Josh Gawdelpus Nov 27, 2024 @ 3:40am 
Originally posted by Ryoga:
My card doesn't target, it chooses.
you as the player are choosing which card to target with the cards effect. I understand a lot of yu-gi-oh cards are very semantic. I'm trying to express how unintuitive it is. Because functionally 'choosing' and 'targeting' are the same in this context. Also, in the case of trishula, it would neither be 'choosing' nor 'targeting' but 'canning'.
The author of this thread has indicated that this post answers the original topic.
Merilirem Nov 27, 2024 @ 3:44am 
Originally posted by Josh Gawdelpus:
Originally posted by Ryoga:
My card doesn't target, it chooses.
you as the player are choosing which card to target with the cards effect. I understand a lot of yu-gi-oh cards are very semantic. I'm trying to express how unintuitive it is. Because functionally 'choosing' and 'targeting' are the same in this context. Also, in the case of trishula, it would neither be 'choosing' nor 'targeting' but 'canning'.
Think of it like shooting without using the little laser you see in movies. You don't target first. You just fire at something.

Yes it is strange but it boils down to text being read literally rather than being a game rule. Its looking for the word target, not cards that fit a card type or effects that fall under a type of effect known as targeting effects.

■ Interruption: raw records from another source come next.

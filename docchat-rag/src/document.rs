//! Data types for documents, chunks, vector records, matches and answers.

use serde::{Deserialize, Serialize};

use crate::error::{RagError, Result};

/// A named unit of uploaded text.
///
/// The name identifies the document inside the vector index and is the
/// filter key that scopes retrieval to this document alone.
#[derive(Debug, Clone, Serialize, Deserialize, PartialEq, Eq)]
pub struct Document {
    /// Unique name of the document within the index.
    pub name: String,
    /// The full raw text.
    pub text: String,
}

impl Document {
    /// Create a new document.
    pub fn new(name: impl Into<String>, text: impl Into<String>) -> Self {
        Self { name: name.into(), text: text.into() }
    }
}

/// 1-based, inclusive line range of a chunk within its document.
#[derive(Debug, Clone, Copy, Serialize, Deserialize, PartialEq, Eq)]
pub struct LineRange {
    /// First line covered by the chunk.
    pub from: usize,
    /// Last line covered by the chunk.
    pub to: usize,
}

/// Where a chunk came from in the original text.
///
/// `start` and `end` are character offsets (half-open).
#[derive(Debug, Clone, Copy, Serialize, Deserialize, PartialEq, Eq)]
pub struct ChunkLocation {
    /// Offset of the first character of the chunk.
    pub start: usize,
    /// Offset one past the last character of the chunk.
    pub end: usize,
    /// Lines covered by the chunk.
    pub lines: LineRange,
}

/// A contiguous, non-empty piece of a [`Document`]'s text.
#[derive(Debug, Clone, Serialize, Deserialize, PartialEq, Eq)]
pub struct Chunk {
    /// The chunk text, exactly as it appears in the document.
    pub content: String,
    /// Ordinal position of the chunk within the document.
    pub index: usize,
    /// Position of the chunk in the original text.
    pub location: ChunkLocation,
}

/// Build the vector id of chunk `index` of `document_name`.
///
/// Ids are namespaced by document name, so re-ingesting the same document
/// with the same chunking overwrites exactly the same id space.
pub fn record_id(document_name: &str, index: usize) -> String {
    format!("{document_name}_{index}")
}

/// Metadata stored next to every vector.
#[derive(Debug, Clone, Serialize, Deserialize, PartialEq, Eq)]
pub struct RecordMetadata {
    /// Name of the document the chunk belongs to.
    #[serde(rename = "documentName")]
    pub document_name: String,
    /// The raw chunk text, kept for display and answer context.
    #[serde(rename = "pageContent")]
    pub content: String,
    /// The chunk's [`ChunkLocation`] serialized as JSON.
    pub loc: String,
}

/// The unit persisted in the vector index.
#[derive(Debug, Clone, Serialize, Deserialize, PartialEq)]
pub struct VectorRecord {
    /// Deterministic id, see [`record_id`].
    pub id: String,
    /// The chunk embedding.
    pub embedding: Vec<f32>,
    /// Document name, chunk content and serialized location.
    pub metadata: RecordMetadata,
}

impl VectorRecord {
    /// Build a validated record for `chunk` of `document_name`.
    ///
    /// # Errors
    ///
    /// Returns [`RagError::InvalidRecord`] if the document name, chunk content
    /// or embedding is empty.
    pub fn new(document_name: &str, chunk: &Chunk, embedding: Vec<f32>) -> Result<Self> {
        if document_name.is_empty() {
            return Err(RagError::InvalidRecord("document name must not be empty".to_string()));
        }
        if chunk.content.is_empty() {
            return Err(RagError::InvalidRecord(format!(
                "chunk {} of '{document_name}' has empty content",
                chunk.index
            )));
        }
        if embedding.is_empty() {
            return Err(RagError::InvalidRecord(format!(
                "chunk {} of '{document_name}' has an empty embedding",
                chunk.index
            )));
        }
        let loc = serde_json::to_string(&chunk.location)
            .map_err(|e| RagError::InvalidRecord(format!("failed to serialize location: {e}")))?;

        Ok(Self {
            id: record_id(document_name, chunk.index),
            embedding,
            metadata: RecordMetadata {
                document_name: document_name.to_string(),
                content: chunk.content.clone(),
                loc,
            },
        })
    }
}

/// Exact-match metadata filter that scopes a query to one document.
#[derive(Debug, Clone, Serialize, Deserialize, PartialEq, Eq)]
pub struct DocumentFilter {
    /// Only records whose `documentName` equals this value match.
    #[serde(rename = "documentName")]
    pub document_name: String,
}

impl DocumentFilter {
    /// Filter on a single document name.
    pub fn new(document_name: impl Into<String>) -> Self {
        Self { document_name: document_name.into() }
    }

    /// Whether `metadata` passes the filter.
    pub fn matches(&self, metadata: &RecordMetadata) -> bool {
        metadata.document_name == self.document_name
    }
}

/// A record returned by a similarity query, with its score.
#[derive(Debug, Clone, Serialize, Deserialize, PartialEq)]
pub struct QueryMatch {
    /// The matched record id.
    pub id: String,
    /// Similarity score (higher is more similar).
    pub score: f32,
    /// The matched record's metadata.
    pub metadata: RecordMetadata,
}

/// A cited chunk in an [`Answer`].
#[derive(Debug, Clone, Serialize, Deserialize, PartialEq)]
pub struct Source {
    /// The chunk text.
    #[serde(rename = "pageContent")]
    pub page_content: String,
    /// The similarity score of the chunk.
    pub score: f32,
}

impl From<QueryMatch> for Source {
    fn from(m: QueryMatch) -> Self {
        Self { page_content: m.metadata.content, score: m.score }
    }
}

/// The answering pipeline's output.
#[derive(Debug, Clone, Serialize, Deserialize, PartialEq)]
pub struct Answer {
    /// Free-text answer from the completion model, or a fixed fallback.
    pub result: String,
    /// Cited chunks in index order; empty when nothing relevant was found.
    pub sources: Vec<Source>,
}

Raven Nov 27, 2024 @ 8:15am 
This is why PSCT exists. You might *LOGICALLY* say that an effect is targeting, but if it doesn't say it targets, it doesn't. If it does say it, it does. Regardless of how you want to rationalize why/how something targets, if the card doesn't say it, it does not. That is very much intentional, and is an important distinction in card interactions.

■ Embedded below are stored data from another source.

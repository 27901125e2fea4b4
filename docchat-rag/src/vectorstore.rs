//! Vector index trait for storing and searching chunk embeddings.

use async_trait::async_trait;

use crate::document::{DocumentFilter, QueryMatch, VectorRecord};
use crate::error::Result;

/// A persistent vector index with similarity search and metadata filtering.
///
/// Writes are idempotent per record id: upserting an existing id overwrites
/// it. Queries must apply the [`DocumentFilter`] as an exact match so that
/// retrieval never returns chunks of another document.
///
/// Callers must not submit unbounded writes; the ingestion pipeline caps each
/// [`upsert`](VectorIndex::upsert) at `RagConfig::upsert_batch_size` records.
///
/// # Example
///
/// ```rust,ignore
/// use docchat_rag::{DocumentFilter, InMemoryVectorIndex, VectorIndex};
///
/// let index = InMemoryVectorIndex::new();
/// index.upsert(&records).await?;
/// let matches = index.query(&query_embedding, 10, &DocumentFilter::new("doc1")).await?;
/// ```
#[async_trait]
pub trait VectorIndex: Send + Sync {
    /// Insert or overwrite records.
    ///
    /// Fails with [`RagError::IndexWrite`](crate::RagError::IndexWrite).
    async fn upsert(&self, records: &[VectorRecord]) -> Result<()>;

    /// Return up to `top_k` records passing `filter`, ordered by descending score.
    ///
    /// Fails with [`RagError::IndexQuery`](crate::RagError::IndexQuery).
    async fn query(
        &self,
        vector: &[f32],
        top_k: usize,
        filter: &DocumentFilter,
    ) -> Result<Vec<QueryMatch>>;

    /// Remove every record belonging to `document_name`.
    ///
    /// Fails with [`RagError::IndexWrite`](crate::RagError::IndexWrite).
    async fn delete_document(&self, document_name: &str) -> Result<()>;
}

This is one of those things that you can debate all day and probably make a lot of sense, but the reality is BKSS rulings have always been a thing, and this is just a universal fix to them so we don't need to get haunted by them on a card by card basis. We just accept how it works...because konami says so.

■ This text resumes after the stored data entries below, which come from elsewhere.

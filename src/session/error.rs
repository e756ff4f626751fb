use thiserror::Error;

use crate::cards::CardId;
use crate::core::{Coord, PlayerId};
use crate::rules::TurnError;

/// Why a session transition was refused. The session is unchanged.
#[derive(Debug, Error)]
pub enum SessionError {
    #[error(transparent)]
    Turn(#[from] TurnError),

    #[error("{player} is not seated at this table")]
    UnknownPlayer { player: PlayerId },

    #[error("it is {current}'s turn, not {player}'s")]
    NotYourTurn { player: PlayerId, current: PlayerId },

    #[error("card {card} is not in hand")]
    NotInHand { card: CardId },

    #[error("card {card} selected more than once")]
    DuplicateCard { card: CardId },

    #[error("no cards selected")]
    NothingSelected,

    #[error("not enough cards in deck: need {needed}, have {available}")]
    DeckExhausted { needed: usize, available: usize },

    #[error("no wild card at {coord}")]
    NoWildAt { coord: Coord },

    #[error("a wild can only be replaced by a normal card")]
    WildForWild,

    #[error("snapshot error: {0}")]
    Snapshot(#[from] bincode::Error),

    #[error("invalid snapshot: {reason}")]
    InvalidSnapshot { reason: &'static str },
}

impl SessionError {
    /// The rule rejection behind this error, if it was one.
    #[must_use]
    pub fn turn_error(&self) -> Option<&TurnError> {
        match self {
            SessionError::Turn(err) => Some(err),
            _ => None,
        }
    }
}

Papa Shekels Nov 27, 2024 @ 11:12am 
Target is a keyword. Targeting by default chooses which cards are affected, but choosing is not targeting. Square vs. rectangle kind of deal
srn347 Nov 27, 2024 @ 12:45pm 
Actually, targeting isn't always choosing. There are cards like magic cylinder which say "When a monster declares an attack: target the attacking monster" or something similar.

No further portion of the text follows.